Candidates in the world’s largest democracy must declare their financial assets under the Election Commission rules meant to promote transparency and probity in public life.
Declarations filed by 300 Members of the outgoing Parliament showed an average increase of 27.5 million rupees ($555,000) in assets, including homes, cash and jewellery, the Association for Democratic Reforms (ADR) said. More than 40 per cent of India’s 1.1 billion population live in poverty on less than $1.25 a day.
“Politics is a fairly remunerative profession,” said Jagdeep Chhokar, a founding member of ADR, which in 1999 sought changes to election laws to make candidates declare their assets. “There is a fair amount of corruption in politics across the world, and India is no exception. There is really no knowing the extent of it, but like God, you know it is present,” he said.
While no firm figures are available, analysts say political parties have spent many millions of dollars in the election, despite an economic slowdown.
Despite stringent election rules, a “money for votes” ethos still thrives in India, with politicians dishing out cash, food and liquor, a think tank survey found.
About a fifth of people surveyed in a poll said they had received cash for votes in State and general elections in the past ten years, the Centre for Media Studies (CMS) said.

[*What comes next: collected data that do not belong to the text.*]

//! # Test Fixtures
//!
//! A registry wired to in-memory adapters, plus deterministic signers.

use k256::ecdsa::SigningKey;
use qc_18_name_registry::domain::ecdsa::test_helpers::{address_of, sign, signing_key};
use qc_18_name_registry::prelude::*;
use std::sync::Arc;

/// Deployment time used by every fixture.
pub const GENESIS: Timestamp = 1_700_000_000;

/// One day in seconds.
pub const DAY: u64 = 24 * 60 * 60;

/// Registry owner.
pub const OWNER: Address = Address::new([0x0A; 20]);

/// A namespace creator.
pub const ALICE: Address = Address::new([0xA1; 20]);

/// An unrelated caller.
pub const BOB: Address = Address::new([0xB0; 20]);

/// Registry plus handles to its collaborators.
pub struct Fixture {
    /// The registry under test.
    pub registry: Arc<InMemoryRegistry>,
    /// Value ledger.
    pub ledger: Arc<InMemoryLedger>,
    /// Contract wallets.
    pub wallets: Arc<InMemoryContractWallets>,
    /// Clock.
    pub clock: Arc<ManualTimeSource>,
    /// Published events.
    pub events: Arc<EventLog>,
}

impl Fixture {
    /// Fresh registry with the default configuration.
    pub fn new() -> Self {
        Self::with_config(RegistryConfig::default())
    }

    /// Fresh registry with `config`.
    pub fn with_config(config: RegistryConfig) -> Self {
        init_tracing();

        let ledger = Arc::new(InMemoryLedger::new());
        let wallets = Arc::new(InMemoryContractWallets::new());
        let clock = Arc::new(ManualTimeSource::new(GENESIS));
        let events = Arc::new(EventLog::new());
        let registry = NameRegistryService::new(
            config,
            OWNER,
            Arc::clone(&ledger),
            Arc::clone(&wallets),
            Arc::clone(&clock),
            Arc::clone(&events),
        )
        .expect("default config is valid");

        Self {
            registry: Arc::new(registry),
            ledger,
            wallets,
            clock,
            events,
        }
    }

    /// Recipient consent for `label.namespace` at the signer's current nonce.
    pub fn consent(&self, key: &SigningKey, label: &str, namespace: &str) -> Vec<u8> {
        let digest = self
            .registry
            .registration_digest(label, namespace, address_of(key));
        sign(&digest, key)
    }

    /// `n` prices of `price`.
    pub fn times(price: U256, n: u64) -> U256 {
        price.saturating_mul(U256::from(n))
    }
}

impl Default for Fixture {
    fn default() -> Self {
        Self::new()
    }
}

/// A deterministic user key and its address.
pub fn user(seed: u8) -> (SigningKey, Address) {
    let key = signing_key(seed);
    let address = address_of(&key);
    (key, address)
}

/// Installs a test subscriber once; honours `RUST_LOG`.
pub fn init_tracing() {
    let _ = tracing_subscriber::fmt()
        .with_env_filter(tracing_subscriber::EnvFilter::from_default_env())
        .with_test_writer()
        .try_init();
}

”Politics is the mother of all corruption in India,” said Bhaskara Rao, head of CMS, which conducted the poll among 18,000 people in 19 states.
“Money for votes is not limited to poor or rural voters, but a national phenomenon spread across rural-urban, rich-poor divides and different age groups and educational levels.”
Much of this money is not accounted for and far surpasses the spending limit of 2.5 million rupees per candidate, with some candidates spending at least ten times that amount, he said.
Television exit polls show that neither the Congress nor the BJP will win a clear majority. Both are trying to secure new allies, increasing the leverage of smaller players.
Such jostling for partners inevitably triggers allegations of money changing hands.
“The link between business and politics is worse now because the stakes are higher: there is so much uncertainty, businesses are hedging their bets and parties are going all out,” Rao said.